Under the terms of the Merger Agreement, LVMH assumed all
antitrust-clearance risk and all financial risk related to adverse
industry trends or economic conditions. In addition, LVMH is
required to do everything necessary to secure all required
regulatory clearances as promptly as practicable.
The Merger Agreement provided for an initial outside date of
August 24, 2020, which the parties agreed at signing would provide
for more than sufficient time to obtain all the required regulatory
clearances, because the transaction does not pose any substantive
antitrust concerns. The Merger Agreement also gives either party
the option to unilaterally extend the outside date to November 24,
2020 if antitrust clearances are the only remaining condition to
closing at August 24, 2020.
As of August 24, 2020, LVMH had not even filed for antitrust
approval in three of the required jurisdictions. Because all other
conditions to closing were met on that date, Tiffany elected to
extend the outside date to November 24, 2020. However, this
extended outside date is now less than three months away, and LVMH
still has not filed formal requests for antitrust approval in the
European Union or Taiwan, and applications are still outstanding in
Japan and Mexico, all due to LVMH’s concerted efforts to delay or
avoid receipt of regulatory approvals in those jurisdictions in
breach of the Merger Agreement.
Roger N. Farah, Chairman of
the Board, said, “We regret having to take this action but LVMH has
left us no choice but to commence litigation to protect our company
and our shareholders. Tiffany is confident it has complied with all
of its obligations under the Merger Agreement and is committed to
completing the transaction on the terms agreed to last year.
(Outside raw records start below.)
use std::path::PathBuf;

use thiserror::Error;

#[derive(Debug, Error)]
pub enum IconError {
    #[error("icon size must be positive, got {0}")]
    InvalidSize(u32),
    #[error("I/O error at {}: {source}", path.display())]
    Io {
        path: PathBuf,
        #[source]
        source: std::io::Error,
    },
    #[error("failed to encode {}: {source}", path.display())]
    Image {
        path: PathBuf,
        #[source]
        source: image::ImageError,
    },
    #[error("failed to write manifest: {0}")]
    Manifest(#[from] serde_json::Error),
}

pub type Result<T> = std::result::Result<T, IconError>;
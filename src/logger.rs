use log::LevelFilter;

/// Console logging; `info` unless `RUST_LOG` says otherwise.
pub fn init() {
    let _ = env_logger::Builder::new()
        .filter_level(LevelFilter::Info)
        .parse_default_env()
        .format_timestamp(None)
        .format_target(false)
        .try_init();
}
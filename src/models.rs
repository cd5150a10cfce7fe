use image::Rgba;

/// One required output file of the icon set.
#[derive(Debug, Clone, Copy, PartialEq, Eq)]
pub struct IconSpec {
    pub size: u32,
    pub filename: &'static str,
}

impl IconSpec {
    pub const fn new(size: u32, filename: &'static str) -> Self {
        Self { size, filename }
    }

    /// Logical point size as written in the filename, e.g. "16x16" for `icon_16x16@2x.png`.
    pub fn point_size(&self) -> &'static str {
        let stem = self.filename.trim_end_matches(".png");
        let stem = stem.split('@').next().unwrap_or(stem);
        stem.trim_start_matches("icon_")
    }

    /// Density suffix: "2x" for `@2x` variants, otherwise "1x".
    pub fn scale(&self) -> &'static str {
        if self.filename.contains("@2x") { "2x" } else { "1x" }
    }
}

// macOS AppIcon sizes (actual pixel sizes)
pub const ICON_SPECS: [IconSpec; 10] = [
    IconSpec::new(16, "icon_16x16.png"),
    IconSpec::new(32, "icon_16x16@2x.png"),
    IconSpec::new(32, "icon_32x32.png"),
    IconSpec::new(64, "icon_32x32@2x.png"),
    IconSpec::new(128, "icon_128x128.png"),
    IconSpec::new(256, "icon_128x128@2x.png"),
    IconSpec::new(256, "icon_256x256.png"),
    IconSpec::new(512, "icon_256x256@2x.png"),
    IconSpec::new(512, "icon_512x512.png"),
    IconSpec::new(1024, "icon_512x512@2x.png"),
];

pub const DEFAULT_LABEL: &str = "BR";

#[derive(Debug, Clone, Copy, PartialEq, Eq)]
pub struct Rgb(pub u8, pub u8, pub u8);

impl Rgb {
    pub fn opaque(self) -> Rgba<u8> {
        Rgba([self.0, self.1, self.2, 255])
    }

    /// Parses `#RRGGBB`, `RRGGBB` or `r,g,b`.
    pub fn parse(s: &str) -> Option<Self> {
        let s = s.trim();
        if s.contains(',') {
            let parts: Vec<u8> = s.split(',').filter_map(|p| p.trim().parse().ok()).collect();
            return match parts.as_slice() {
                [r, g, b] if s.split(',').count() == 3 => Some(Rgb(*r, *g, *b)),
                _ => None,
            };
        }
        let hex = s.trim_start_matches('#');
        if hex.len() != 6 || !hex.is_ascii() {
            return None;
        }
        let channel = |i: usize| u8::from_str_radix(&hex[i..i + 2], 16).ok();
        Some(Rgb(channel(0)?, channel(2)?, channel(4)?))
    }
}

#[derive(Debug, Clone, Copy, PartialEq, Eq)]
pub struct Palette {
    pub background: Rgb,
    pub text: Rgb,
}

impl Default for Palette {
    fn default() -> Self {
        Self {
            background: Rgb(220, 38, 38), // #DC2626
            text: Rgb(255, 255, 255),
        }
    }
}

/// What ended up in a written icon.
#[derive(Debug, Clone, Copy, PartialEq, Eq)]
pub enum IconOutcome {
    WithText,
    /// No font could be loaded; background only.
    Fallback,
}
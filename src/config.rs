use std::fs;
use std::path::{Path, PathBuf};

use log::{debug, warn};

use crate::error::{IconError, Result};
use crate::fonts::FontCandidate;
use crate::models::{Palette, Rgb, DEFAULT_LABEL};

pub const DEFAULT_OUTPUT_DIR: &str = "BelegRenamer/BelegRenamer/Assets.xcassets/AppIcon.appiconset";
const CONFIG_FILE_NAME: &str = "icons.txt";
const LOCAL_CONFIG_FILE: &str = "icons_config.txt";

#[derive(Debug, Clone, PartialEq)]
pub struct Config {
    pub output_dir: PathBuf,
    pub label: String,
    pub palette: Palette,
    /// Fonts tried before the built-in list.
    pub fonts: Vec<FontCandidate>,
    pub write_contents_json: bool,
}

impl Default for Config {
    fn default() -> Self {
        Self {
            output_dir: PathBuf::from(DEFAULT_OUTPUT_DIR),
            label: DEFAULT_LABEL.to_string(),
            palette: Palette::default(),
            fonts: Vec::new(),
            write_contents_json: false,
        }
    }
}

fn config_file_path() -> Option<PathBuf> {
    directories::ProjectDirs::from("de", "BelegRenamer", "BelegRenamer")
        .map(|dirs| dirs.config_dir().join(CONFIG_FILE_NAME))
}

/// Reads `explicit` if given (must exist), else the per-user config, else `./icons_config.txt`,
/// else defaults.
pub fn read_config(explicit: Option<&Path>) -> Result<Config> {
    if let Some(path) = explicit {
        let content = fs::read_to_string(path)
            .map_err(|source| IconError::Io { path: path.to_path_buf(), source })?;
        debug!("config from {}", path.display());
        return Ok(parse_config(&content));
    }
    let candidates = config_file_path().into_iter().chain(std::iter::once(PathBuf::from(LOCAL_CONFIG_FILE)));
    for path in candidates {
        if let Ok(content) = fs::read_to_string(&path) {
            debug!("config from {}", path.display());
            return Ok(parse_config(&content));
        }
    }
    Ok(Config::default())
}

pub fn parse_config(content: &str) -> Config {
    let mut cfg = Config::default();
    for line in content.lines() {
        let line = line.trim();
        if line.is_empty() || line.starts_with('#') {
            continue;
        }
        let Some((k, v)) = line.split_once('=') else { continue };
        let v = v.trim();
        match k.trim() {
            "output_dir" => if !v.is_empty() { cfg.output_dir = expand_dir(v) },
            "label" => if !v.is_empty() { cfg.label = v.to_string() },
            "background" => match Rgb::parse(v) {
                Some(c) => cfg.palette.background = c,
                None => warn!("ignoring invalid background color {v:?}"),
            },
            "text_color" => match Rgb::parse(v) {
                Some(c) => cfg.palette.text = c,
                None => warn!("ignoring invalid text_color {v:?}"),
            },
            "font" => match FontCandidate::parse(v) {
                Some(f) => cfg.fonts.push(f),
                None => warn!("ignoring invalid font entry {v:?}"),
            },
            "write_contents_json" => cfg.write_contents_json = v.parse::<u8>().map(|n| n != 0).unwrap_or(false),
            _ => {}
        }
    }
    cfg
}

/// `~/` expansion; everything else is taken as-is.
pub fn expand_dir(raw: &str) -> PathBuf {
    let raw = raw.trim();
    if let Some(rest) = raw.strip_prefix("~/") {
        if let Some(home) = directories::BaseDirs::new().map(|b| b.home_dir().to_path_buf()) {
            return home.join(rest);
        }
        if let Some(home) = std::env::var_os("HOME") {
            return PathBuf::from(home).join(rest);
        }
    }
    PathBuf::from(raw)
}

/// Makes `dir` absolute against the current working directory.
pub fn resolve_output_dir(dir: &Path) -> Result<PathBuf> {
    if dir.is_absolute() {
        return Ok(dir.to_path_buf());
    }
    let cwd = std::env::current_dir().map_err(|source| IconError::Io { path: dir.to_path_buf(), source })?;
    Ok(cwd.join(dir))
}
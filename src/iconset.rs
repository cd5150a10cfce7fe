use std::path::Path;

use log::info;

use crate::error::Result;
use crate::fonts::FontResolver;
use crate::icon::create_icon;
use crate::models::{IconOutcome, IconSpec, Palette};

/// Writes every spec into `out_dir`, one after the other. The first failure aborts the batch;
/// icons already written stay on disk.
pub fn generate_iconset(
    out_dir: &Path,
    specs: &[IconSpec],
    label: &str,
    palette: &Palette,
    fonts: &FontResolver,
) -> Result<Vec<(IconSpec, IconOutcome)>> {
    let mut results = Vec::with_capacity(specs.len());
    for spec in specs {
        let path = out_dir.join(spec.filename);
        let outcome = create_icon(spec.size, &path, label, palette, fonts)?;
        match outcome {
            IconOutcome::WithText => {
                println!("Created: {} ({}x{})", path.display(), spec.size, spec.size)
            }
            IconOutcome::Fallback => println!(
                "Created: {} ({}x{}) - NO TEXT (fallback)",
                path.display(),
                spec.size,
                spec.size
            ),
        }
        results.push((*spec, outcome));
    }
    let fallbacks = results.iter().filter(|(_, o)| *o == IconOutcome::Fallback).count();
    if fallbacks > 0 {
        info!("{fallbacks} of {} icons written without text", results.len());
    }
    Ok(results)
}
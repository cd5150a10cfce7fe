//! Xcode asset catalog manifest (`Contents.json`) for an `AppIcon.appiconset`.

use std::fs;
use std::path::{Path, PathBuf};

use serde::{Deserialize, Serialize};

use crate::error::{IconError, Result};
use crate::models::IconSpec;

pub const MANIFEST_FILE: &str = "Contents.json";

#[derive(Debug, Clone, Serialize, Deserialize, PartialEq)]
pub struct ManifestImage {
    pub filename: String,
    pub idiom: String,
    pub scale: String,
    pub size: String,
}

#[derive(Debug, Clone, Serialize, Deserialize, PartialEq)]
pub struct ManifestInfo {
    pub author: String,
    pub version: u32,
}

#[derive(Debug, Clone, Serialize, Deserialize, PartialEq)]
pub struct Manifest {
    pub images: Vec<ManifestImage>,
    pub info: ManifestInfo,
}

impl Manifest {
    pub fn for_specs(specs: &[IconSpec]) -> Self {
        let images = specs
            .iter()
            .map(|s| ManifestImage {
                filename: s.filename.to_string(),
                idiom: "mac".to_string(),
                scale: s.scale().to_string(),
                size: s.point_size().to_string(),
            })
            .collect();
        Self {
            images,
            info: ManifestInfo { author: "xcode".to_string(), version: 1 },
        }
    }
}

pub fn write_manifest(dir: &Path, specs: &[IconSpec]) -> Result<PathBuf> {
    let path = dir.join(MANIFEST_FILE);
    let json = serde_json::to_string_pretty(&Manifest::for_specs(specs))?;
    fs::write(&path, json).map_err(|source| IconError::Io { path: path.clone(), source })?;
    Ok(path)
}
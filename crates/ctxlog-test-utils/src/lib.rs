//! Test helpers shared across ctxlog crates.

pub mod fixture;
pub mod stores;

pub use fixture::{TestEngine, fixed_start};
pub use stores::{corrupt_copies, read_raw_store, write_raw_store};
//! Capacity-bounded, file-backed record store.
//!
//! Each store keeps its records in memory behind a single `RwLock` and
//! mirrors them to one pretty-printed JSON document. Every mutation builds the
//! next record list, persists it atomically (temp file + rename), and only
//! then swaps it in, so a failed write leaves memory and disk unchanged.

use crate::error::ContextError;
use crate::record::{Record, Stamp, StoreKind};
use chrono::{DateTime, Utc};
use log::{debug, info, warn};
use parking_lot::RwLock;
use std::fmt;
use std::fs::{self, OpenOptions};
use std::io::Write;
use std::path::{Path, PathBuf};

/// Surfaced when a backing document could not be parsed at load time.
#[derive(Debug, Clone, PartialEq, Eq)]
pub struct StoreWarning {
    pub kind: StoreKind,
    /// Location of the unreadable document.
    pub path: PathBuf,
    /// Where the unreadable bytes were moved.
    pub preserved_at: PathBuf,
    pub reason: String,
}

impl fmt::Display for StoreWarning {
    fn fmt(&self, f: &mut fmt::Formatter<'_>) -> fmt::Result {
        write!(
            f,
            "{} store at {} could not be read ({}); started empty, original kept at {}",
            self.kind,
            self.path.display(),
            self.reason,
            self.preserved_at.display()
        )
    }
}

/// Result of a successful append.
#[derive(Debug, Clone)]
pub struct AppendOutcome<R> {
    pub record: R,
    /// Records dropped from the front to stay within capacity.
    pub evicted: usize,
}

#[derive(Debug)]
struct StoreState<R> {
    /// Chronological, oldest first.
    records: Vec<R>,
    next_seq: u64,
    last_timestamp: Option<DateTime<Utc>>,
}

impl<R: Record> StoreState<R> {
    fn from_records(records: Vec<R>) -> Self {
        let next_seq = records
            .iter()
            .map(|record| record.stamp().seq)
            .max()
            .map_or(1, |seq| seq + 1);
        let last_timestamp = records.iter().map(|record| record.stamp().timestamp).max();
        Self {
            records,
            next_seq,
            last_timestamp,
        }
    }
}

/// File-backed store holding at most `capacity` records of one kind.
#[derive(Debug)]
pub struct BoundedStore<R: Record> {
    path: PathBuf,
    capacity: usize,
    state: RwLock<StoreState<R>>,
}

impl<R: Record> BoundedStore<R> {
    /// Open the store's document under `root`.
    ///
    /// A missing document yields an empty store. An unparsable document is
    /// moved aside and reported through the returned warning.
    pub fn open(
        root: &Path,
        capacity: usize,
        now: DateTime<Utc>,
    ) -> Result<(Self, Option<StoreWarning>), ContextError> {
        if capacity == 0 {
            return Err(ContextError::validation("store capacity must be at least 1"));
        }
        let path = root.join(R::KIND.file_name());
        let (mut records, warning) = load_document::<R>(&path, now)?;
        if records.len() > capacity {
            let excess = records.len() - capacity;
            records.drain(..excess);
            info!(
                "trimmed store to capacity on load (store={}, dropped={excess})",
                R::KIND
            );
        }
        info!(
            "opened {} store (path={}, records={})",
            R::KIND,
            path.display(),
            records.len()
        );
        let store = Self {
            path,
            capacity,
            state: RwLock::new(StoreState::from_records(records)),
        };
        Ok((store, warning))
    }

    pub fn kind(&self) -> StoreKind {
        R::KIND
    }

    /// Path of the backing document.
    pub fn path(&self) -> &Path {
        &self.path
    }

    pub fn capacity(&self) -> usize {
        self.capacity
    }

    pub fn len(&self) -> usize {
        self.state.read().records.len()
    }

    pub fn is_empty(&self) -> bool {
        self.len() == 0
    }

    /// Stamp, build, append and persist a record, evicting the oldest
    /// records beyond capacity.
    ///
    /// The timestamp is `now`, clamped so it never precedes the previous
    /// record in this store.
    pub fn append_with<F>(&self, now: DateTime<Utc>, build: F) -> Result<AppendOutcome<R>, ContextError>
    where
        F: FnOnce(Stamp) -> R,
    {
        let mut state = self.state.write();
        let timestamp = match state.last_timestamp {
            Some(last) if last > now => last,
            _ => now,
        };
        let stamp = Stamp {
            seq: state.next_seq,
            timestamp,
        };
        let record = build(stamp);

        let mut next = Vec::with_capacity(state.records.len() + 1);
        next.extend(state.records.iter().cloned());
        next.push(record.clone());
        let evicted = next.len().saturating_sub(self.capacity);
        next.drain(..evicted);

        self.write(&next)?;
        state.records = next;
        state.next_seq = stamp.seq + 1;
        state.last_timestamp = Some(timestamp);
        if evicted > 0 {
            info!("evicted oldest records (store={}, evicted={evicted})", R::KIND);
        }
        debug!(
            "appended record (store={}, seq={}, size={})",
            R::KIND,
            stamp.seq,
            state.records.len()
        );
        Ok(AppendOutcome { record, evicted })
    }

    /// Records newest first, optionally capped.
    pub fn list(&self, limit: Option<usize>) -> Vec<R> {
        let state = self.state.read();
        let limit = limit.unwrap_or(state.records.len());
        state.records.iter().rev().take(limit).cloned().collect()
    }

    /// Consistent chronological copy of every record.
    pub fn snapshot(&self) -> Vec<R> {
        self.state.read().records.clone()
    }

    /// Rewrite the backing document from the in-memory records.
    pub fn persist(&self) -> Result<(), ContextError> {
        let state = self.state.write();
        self.write(&state.records)
    }

    /// Replace every record with `records`, keeping the sequence counter.
    ///
    /// Used to put back an earlier snapshot after a dependent write failed.
    pub fn replace_all(&self, records: Vec<R>) -> Result<(), ContextError> {
        let mut state = self.state.write();
        self.write(&records)?;
        debug!(
            "replaced store contents (store={}, size={})",
            R::KIND,
            records.len()
        );
        state.records = records;
        Ok(())
    }

    /// Remove every record stamped at or before `cutoff`.
    pub fn remove_older_than(&self, cutoff: DateTime<Utc>) -> Result<usize, ContextError> {
        let mut state = self.state.write();
        let retained: Vec<R> = state
            .records
            .iter()
            .filter(|record| record.stamp().timestamp > cutoff)
            .cloned()
            .collect();
        let removed = state.records.len() - retained.len();
        if removed == 0 {
            return Ok(0);
        }
        self.write(&retained)?;
        state.records = retained;
        Ok(removed)
    }

    fn temp_path(&self) -> PathBuf {
        let mut name = self.path.as_os_str().to_os_string();
        name.push(".tmp");
        PathBuf::from(name)
    }

    /// Atomically replace the backing document with `records`.
    fn write(&self, records: &[R]) -> Result<(), ContextError> {
        let payload = serde_json::to_vec_pretty(records)?;
        let temp_path = self.temp_path();
        {
            let mut file = OpenOptions::new()
                .create(true)
                .truncate(true)
                .write(true)
                .open(&temp_path)?;
            file.write_all(&payload)?;
            file.sync_all()?;
        }
        fs::rename(&temp_path, &self.path)?;
        sync_parent(&self.path)?;
        Ok(())
    }
}

/// Flush the directory entry so a completed rename survives power loss.
#[cfg(unix)]
fn sync_parent(path: &Path) -> std::io::Result<()> {
    match path.parent().filter(|parent| !parent.as_os_str().is_empty()) {
        Some(parent) => fs::File::open(parent)?.sync_all(),
        None => Ok(()),
    }
}

#[cfg(not(unix))]
fn sync_parent(_path: &Path) -> std::io::Result<()> {
    Ok(())
}

/// Read a store document, preserving it aside if it does not parse.
fn load_document<R: Record>(
    path: &Path,
    now: DateTime<Utc>,
) -> Result<(Vec<R>, Option<StoreWarning>), ContextError> {
    let contents = match fs::read_to_string(path) {
        Ok(contents) => contents,
        Err(err) if err.kind() == std::io::ErrorKind::NotFound => {
            debug!("no document yet (path={})", path.display());
            return Ok((Vec::new(), None));
        }
        Err(err) if err.kind() == std::io::ErrorKind::InvalidData => {
            return quarantine::<R>(path, now, err.to_string());
        }
        Err(err) => return Err(ContextError::Io(err)),
    };
    if contents.trim().is_empty() {
        return Ok((Vec::new(), None));
    }
    match serde_json::from_str::<Vec<R>>(&contents) {
        Ok(records) => Ok((records, None)),
        Err(err) => quarantine::<R>(path, now, err.to_string()),
    }
}

/// Move an unreadable document to a side location and report it.
fn quarantine<R: Record>(
    path: &Path,
    now: DateTime<Utc>,
    reason: String,
) -> Result<(Vec<R>, Option<StoreWarning>), ContextError> {
    let preserved_at = preserve_path(path, now);
    fs::rename(path, &preserved_at)?;
    let warning = StoreWarning {
        kind: R::KIND,
        path: path.to_path_buf(),
        preserved_at,
        reason,
    };
    warn!("{warning}");
    Ok((Vec::new(), Some(warning)))
}

/// First free `<name>.corrupt-<timestamp>[-n]` path next to the document.
fn preserve_path(path: &Path, now: DateTime<Utc>) -> PathBuf {
    let stamp = now.format("%Y%m%dT%H%M%SZ");
    let base = format!("{}.corrupt-{stamp}", path.display());
    let mut candidate = PathBuf::from(&base);
    let mut attempt = 1;
    while candidate.exists() {
        candidate = PathBuf::from(format!("{base}-{attempt}"));
        attempt += 1;
    }
    candidate
}
//! String-returning entry points for command-line and tool callers.
//!
//! Each operation renders its outcome as text. Pending storage warnings are
//! prefixed to whatever the operation returns, and errors come back as
//! `Error: ...` lines rather than failures.

use crate::engine::ContextEngine;
use crate::error::ContextError;
use crate::search::Scope;
use log::debug;
use std::fmt::Display;

pub struct ContextOperations {
    engine: ContextEngine,
}

impl ContextOperations {
    pub fn new(engine: ContextEngine) -> Self {
        Self { engine }
    }

    pub fn engine(&self) -> &ContextEngine {
        &self.engine
    }

    pub fn submit_session_summary(
        &self,
        text: &str,
        tags: &[String],
        max_words: Option<usize>,
    ) -> String {
        self.respond(self.engine.submit_session_summary(text, tags, max_words))
    }

    pub fn record_event(&self, event_type: &str, details: &str, project: Option<&str>) -> String {
        self.respond(self.engine.record_event(event_type, details, project))
    }

    pub fn recent_context(&self, sessions_back: usize) -> String {
        self.respond(self.engine.recent_digest(sessions_back))
    }

    pub fn relevant_context(&self, task: &str) -> String {
        self.respond(self.engine.relevant_digest(task))
    }

    /// `scope` is one of sessions, events, summaries, decisions or all.
    pub fn search(&self, query: &str, scope: &str, limit: Option<usize>) -> String {
        let rendered = scope.parse::<Scope>().and_then(|scope| {
            let hits = self.engine.search(query, scope, limit)?;
            Ok(self.engine.composer().search_results(query.trim(), &hits))
        });
        self.respond(rendered)
    }

    pub fn save_multi_level_summary(&self, text: &str) -> String {
        self.respond(self.engine.save_multi_level_summary(text))
    }

    pub fn stats(&self) -> String {
        self.respond(Ok::<_, ContextError>(self.engine.stats()))
    }

    pub fn cleanup(&self, days_old: u64) -> String {
        self.respond(self.engine.clear_older_than(days_old))
    }

    fn respond<T: Display>(&self, result: Result<T, ContextError>) -> String {
        let mut out = String::new();
        for warning in self.engine.take_warnings() {
            out.push_str(&format!("WARNING: {warning}\n"));
        }
        match result {
            Ok(value) => {
                out.push_str(&value.to_string());
            }
            Err(err) => {
                debug!("operation failed: {err}");
                out.push_str(&format!("Error: {err}"));
            }
        }
        out
    }
}

#[cfg(test)]
mod tests {
    use super::ContextOperations;
    use crate::engine::ContextEngine;
    use ctxlog_config::ContextConfig;
    use tempfile::tempdir;

    #[test]
    fn errors_render_as_text() {
        let root = tempdir().expect("root");
        let ops = ContextOperations::new(
            ContextEngine::open(root.path(), ContextConfig::default()).expect("engine"),
        );
        assert!(ops.search("x", "galaxy", None).starts_with("Error: invalid scope 'galaxy'"));
        assert!(ops.submit_session_summary("", &[], None).starts_with("Error: invalid input"));
        assert_eq!(ops.search("nothing", "all", None), "No context found matching 'nothing'");
        assert!(ops.stats().starts_with("=== CONTEXT STATISTICS ==="));
        assert_eq!(ops.cleanup(30), "No entries older than 30 days found");
    }
}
Tiffany expects the same of LVMH.”
Chief Executive Officer Alessandro Bogliolo said, “The
fundamental strength of Tiffany’s business is clear. The company
has already returned to profitability after just one quarter of
losses, and we expect our earnings in the fourth quarter of 2020
will actually exceed the same period in 2019.”
The COVID-19 pandemic has not prevented other parties from
making antitrust filings on a timely schedule. Among the ten
largest transactions announced since the beginning of the fourth
quarter of 2019, this is the only transaction that has not yet
formally filed for antitrust approval in the European Union. All
nine other transactions filed formal notifications with the EU
between March 27 and July 7.
In response to Tiffany’s valid extension of the outside date,
LVMH claimed to reserve its rights to challenge Tiffany’s
extension. Yesterday, LVMH for the first time advised Tiffany of
the existence of a letter, dated August 31, 2020, that LVMH
purportedly received from the Ministre de l’Europe et des Affaires
Etrangéres. LVMH has not provided Tiffany with a copy of the
letter, but an English translation provided by LVMH states that
“the American government has decided to implement an additional
customs duty on the import of certain French goods, in particular
goods in the luxury sector” and that LVMH “should defer the closing
of the pending Tiffany transaction until January 6, 2021” in order
to support the French Foreign Affairs Minister’s stated intent to
“take measures in order to dissuade the American authorities from
putting these tariff sanctions into effect.”
Roger Farah stated, “We believe that LVMH will seek to use any
available means in an attempt to avoid closing the transaction on
the agreed terms. But the simple facts are that there is no basis
under French law for the Foreign Affairs Minister to order a
company to breach a valid and binding agreement, and LVMH's
unilateral discussions with the French government without notifying
or consulting with Tiffany and its counsel were a further breach of
LVMH’s obligations under the Merger Agreement. Moreover, this
supposed official French effort to retaliate against the U.S. for
proposed new tariffs has never been announced or discussed
publicly; how could it possibly then be an effort to pressure the
U.S. into revoking the tariffs? Furthermore, as we are not aware of
any other French company receiving such a request, it is all the
more clear that LVMH has unclean hands.”
Despite having no contractual basis
to do so, LVMH has advised Tiffany that it intends to honor this
request from the French government to refuse to close the
transaction until January 6, 2021, while also informing Tiffany
that LVMH will not extend the outside date under the Merger
Agreement beyond November 24, 2020, effectively stating that LVMH
no longer intends to complete the transaction. In addition, LVMH
has asserted there has been a Material Adverse Effect and a breach
by Tiffany of the Merger Agreement, which LVMH suggested could give
it the option to seek to terminate the Merger Agreement. LVMH did
not provide any basis for these assertions.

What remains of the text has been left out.